More then once, someone has came to me because they are having an access issue they want me to fix…. one time a man who discovered it is possible to be walking unaided one day and unable to transfer out of a wheelchair the next came to me asking me to do something to fix the problem of lack of ramp access at his work. He told me adamantly   something needed to be done about this issue.  He shared his frustration nobody at work got this though he knew there were laws that dealt with this thing and protected people from this kind of discrimination. The kind of discrimination he never imagined he would experience.

I agreed there were laws in place to protect him, but told him the truth that the laws only protected him to the degree that people were willing to enforce and protect the law… I explained to him that was why it was important to advocate and educate.

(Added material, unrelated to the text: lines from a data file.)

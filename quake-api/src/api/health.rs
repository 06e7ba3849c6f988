//! Health check endpoint

use axum::{routing::get, Json, Router};
use serde::Serialize;

use crate::AppState;

/// Health check response: status, module name and version
#[derive(Debug, Serialize)]
pub struct HealthResponse {
    pub status: String,
    pub module: String,
    pub version: String,
}

/// GET /health
///
/// Liveness only; the store is not queried.
pub async fn health_check() -> Json<HealthResponse> {
    Json(HealthResponse {
        status: "ok".to_string(),
        module: "quake-api".to_string(),
        version: env!("CARGO_PKG_VERSION").to_string(),
    })
}

/// Build health check routes
pub fn health_routes() -> Router<AppState> {
    Router::new().route("/health", get(health_check))
}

He shared his frustration believing there should have already been a ramp in the building. He wanted to know why I had not done more — why I had not pushed harder for the ramp in the first place so this would not have been a problem for him — after all wasn’t that what I did?

Here I had to stop him and ask him why hadn’t he done something? He explained he hadn’t because before he didn’t realize it was that big a deal — because he had always assumed if he needed something like that his business would take care of it. He told me it wasn’t his job to do something about it, but he knew it was mine because I had a disability and I had approached him before his accident pointing out the access issue.

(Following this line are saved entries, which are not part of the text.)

#[cfg(test)]
mod tests {
    use super::*;
    use serde_json::json;

    fn scale(v: i64) -> Option<Scale> {
        Scale::new(v)
    }

    #[test]
    fn test_date_formatting() {
        assert_eq!(format_since_date("20240101").as_deref(), Some("2024/01/01 00:00:00"));
        assert_eq!(format_until_date("20241231").as_deref(), Some("2024/12/31 23:59:59"));
    }

    #[test]
    fn test_malformed_dates_ignored() {
        for bad in ["", "2024011", "202401011", "2024-1-1", "1234.567", "+2024010", "２０２４0101"] {
            assert!(format_since_date(bad).is_none(), "{:?}", bad);
            assert!(format_until_date(bad).is_none(), "{:?}", bad);
        }
    }

    #[test]
    fn test_quake_defaults() {
        let q = build_quake_query(&QuakeParams::default());
        assert_eq!(q.predicate, Predicate::And(vec![Predicate::eq("code", 551)]));
        assert_eq!(q.sort, Sort::new("time", SortOrder::Descending));
        assert_eq!(q.skip, 0);
        assert_eq!(q.limit, Some(10));
    }

    #[test]
    fn test_quake_pagination_passthrough() {
        let q = build_quake_query(&QuakeParams {
            offset: 40,
            limit: 100,
            order: 1,
            ..Default::default()
        });
        assert_eq!(q.skip, 40);
        assert_eq!(q.limit, Some(100));
        assert_eq!(q.sort.order, SortOrder::Ascending);
    }

    #[test]
    fn test_quake_date_range_on_earthquake_time() {
        let q = build_quake_query(&QuakeParams {
            since_date: "20240101".to_string(),
            until_date: "20240102".to_string(),
            ..Default::default()
        });
        assert_eq!(
            q.predicate.clauses(),
            &[
                Predicate::eq("code", 551),
                Predicate::gte("earthquake.time", "2024/01/01 00:00:00"),
                Predicate::lte("earthquake.time", "2024/01/02 23:59:59"),
            ]
        );
    }

    #[test]
    fn test_quake_malformed_date_adds_no_clause() {
        let q = build_quake_query(&QuakeParams {
            since_date: "1234.567".to_string(),
            until_date: "2024010".to_string(),
            ..Default::default()
        });
        assert_eq!(q.predicate.clauses().len(), 1);
    }

    #[test]
    fn test_quake_type_clause() {
        let q = build_quake_query(&QuakeParams {
            quake_type: Some(QuakeType::DetailScale),
            ..Default::default()
        });
        assert!(q
            .predicate
            .clauses()
            .contains(&Predicate::eq("issue.type", "DetailScale")));
    }

    #[test]
    fn test_min_magnitude_only() {
        let q = build_quake_query(&QuakeParams {
            min_magnitude: 4.5,
            ..Default::default()
        });
        assert_eq!(
            &q.predicate.clauses()[1..],
            &[Predicate::gte("earthquake.hypocenter.magnitude", 4.5)]
        );
    }

    // Max-only bounds also add a zero floor; kept as observed behavior
    #[test]
    fn test_max_magnitude_adds_zero_floor() {
        let q = build_quake_query(&QuakeParams {
            max_magnitude: 5.0,
            ..Default::default()
        });
        assert_eq!(
            &q.predicate.clauses()[1..],
            &[
                Predicate::lte("earthquake.hypocenter.magnitude", 5.0),
                Predicate::gte("earthquake.hypocenter.magnitude", 0.0),
            ]
        );

        let negative = json!({ "code": 551, "earthquake": { "hypocenter": { "magnitude": -1.0 } } });
        let positive = json!({ "code": 551, "earthquake": { "hypocenter": { "magnitude": 3.2 } } });
        assert!(!q.predicate.matches(&negative));
        assert!(q.predicate.matches(&positive));
    }

    #[test]
    fn test_min_and_max_scale_clauses() {
        let q = build_quake_query(&QuakeParams {
            min_scale: scale(20),
            max_scale: scale(40),
            ..Default::default()
        });
        assert_eq!(
            &q.predicate.clauses()[1..],
            &[
                Predicate::gte("earthquake.maxScale", 20),
                Predicate::lte("earthquake.maxScale", 40),
                Predicate::gte("earthquake.maxScale", 0),
            ]
        );
    }

    #[test]
    fn test_max_scale_floor_excludes_negative_scale() {
        let q = build_quake_query(&QuakeParams {
            max_scale: scale(30),
            ..Default::default()
        });
        let unknown = json!({ "code": 551, "earthquake": { "maxScale": -1 } });
        let low = json!({ "code": 551, "earthquake": { "maxScale": 10 } });
        assert!(!q.predicate.matches(&unknown));
        assert!(q.predicate.matches(&low));
    }

    #[test]
    fn test_prefecture_filters_are_anded() {
        let q = build_quake_query(&QuakeParams {
            prefectures: vec![
                PrefectureFilter::parse("13,30").unwrap(),
                PrefectureFilter::parse("27,10").unwrap(),
            ],
            ..Default::default()
        });

        let both = json!({ "code": 551, "points": [
            { "pref": "13", "scale": 30 },
            { "pref": "27", "scale": 10 }
        ]});
        let only_tokyo = json!({ "code": 551, "points": [
            { "pref": "13", "scale": 40 }
        ]});
        let osaka_too_weak = json!({ "code": 551, "points": [
            { "pref": "13", "scale": 30 },
            { "pref": "27", "scale": 0 }
        ]});
        let tokyo_too_weak = json!({ "code": 551, "points": [
            { "pref": "13", "scale": 20 },
            { "pref": "27", "scale": 50 }
        ]});

        assert!(q.predicate.matches(&both));
        assert!(!q.predicate.matches(&osaka_too_weak));
        assert!(!q.predicate.matches(&only_tokyo));
        assert!(!q.predicate.matches(&tokyo_too_weak));
    }

    #[test]
    fn test_prefecture_filter_parse() {
        assert_eq!(
            PrefectureFilter::parse("石川県,50"),
            Some(PrefectureFilter {
                prefecture: "石川県".to_string(),
                min_scale: 50
            })
        );
        assert_eq!(PrefectureFilter::parse("13,30,extra").map(|p| p.min_scale), Some(30));
        assert!(PrefectureFilter::parse("13").is_none());

        for entry in ["13,high", "13,", "13, 30"] {
            let filter = PrefectureFilter::parse(entry).unwrap();
            assert_eq!(filter.prefecture, "13");
            assert_eq!(filter.min_scale, 0, "{entry:?}");
        }
    }

    #[test]
    fn test_tsunami_dates_on_issue_time() {
        let q = build_tsunami_query(&TsunamiParams {
            since_date: "20110311".to_string(),
            ..Default::default()
        });
        assert_eq!(
            q.predicate.clauses(),
            &[
                Predicate::eq("code", 552),
                Predicate::gte("issue.time", "2011/03/11 00:00:00"),
            ]
        );
        assert_eq!(q.limit, Some(10));
    }

    #[test]
    fn test_history_predicate() {
        let all = build_history_query(&HistoryParams::default());
        assert_eq!(all.predicate, Predicate::And(vec![]));

        let filtered = build_history_query(&HistoryParams {
            codes: vec![551, 561],
            exclude_evaluation: true,
            ..Default::default()
        });
        assert_eq!(
            filtered.predicate.clauses(),
            &[
                Predicate::is_in("code", [551, 561]),
                Predicate::not_in("code", [9611]),
            ]
        );
    }

    #[test]
    fn test_bulletin_window_query() {
        let q = build_bulletin_window_query(&HumanReadableParams { offset: 0, limit: 0 });
        assert_eq!(q.predicate.clauses(), &[Predicate::is_in("code", [5510, 5520])]);
        assert_eq!(q.sort, Sort::new("time", SortOrder::Descending));
        assert_eq!(q.limit, Some(10));
    }

    #[test]
    fn test_user_quake_query_is_unbounded_ascending() {
        let q = build_user_quake_query("2024/01/01 16:10:00");
        assert_eq!(
            q.predicate.clauses(),
            &[
                Predicate::eq("code", 561),
                Predicate::gte("time", "2024/01/01 16:10:00"),
            ]
        );
        assert_eq!(q.sort.order, SortOrder::Ascending);
        assert_eq!(q.limit, None);
    }

    #[test]
    fn test_record_predicate() {
        let p = build_record_predicate(552, "5e8f7b2c9d1a4b0012345678");
        assert_eq!(
            p.to_document(),
            json!({ "code": 552, "_id": "5e8f7b2c9d1a4b0012345678" })
        );
    }
}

I knew it wasn’t something he wanted to hear, but it was something he needed to hear so I was frank with him. I told him it was just as much his responsibility as it was mine to advocate for accessibility in his workplace.  In fact, he had a greater responsibility because it was his workplace. I told him: Right now you wish I had done more to insist your workplace had been accessible, but when I approached you on the matter you were the one who chose not to do something when you had more power and authority to do something about it.

He agreed he wished he had done more in the past when he was more listened too. He wished he had not spent his time trying to prove to me did not need access. He said he was sorry, and he was because he knew it was partially his actions which resulted in his work being less accessible than it could have been.

Please be tolerant of people advocating for the rights of others — even if they are advocating for things you don’t think apply to you, because some day they just might.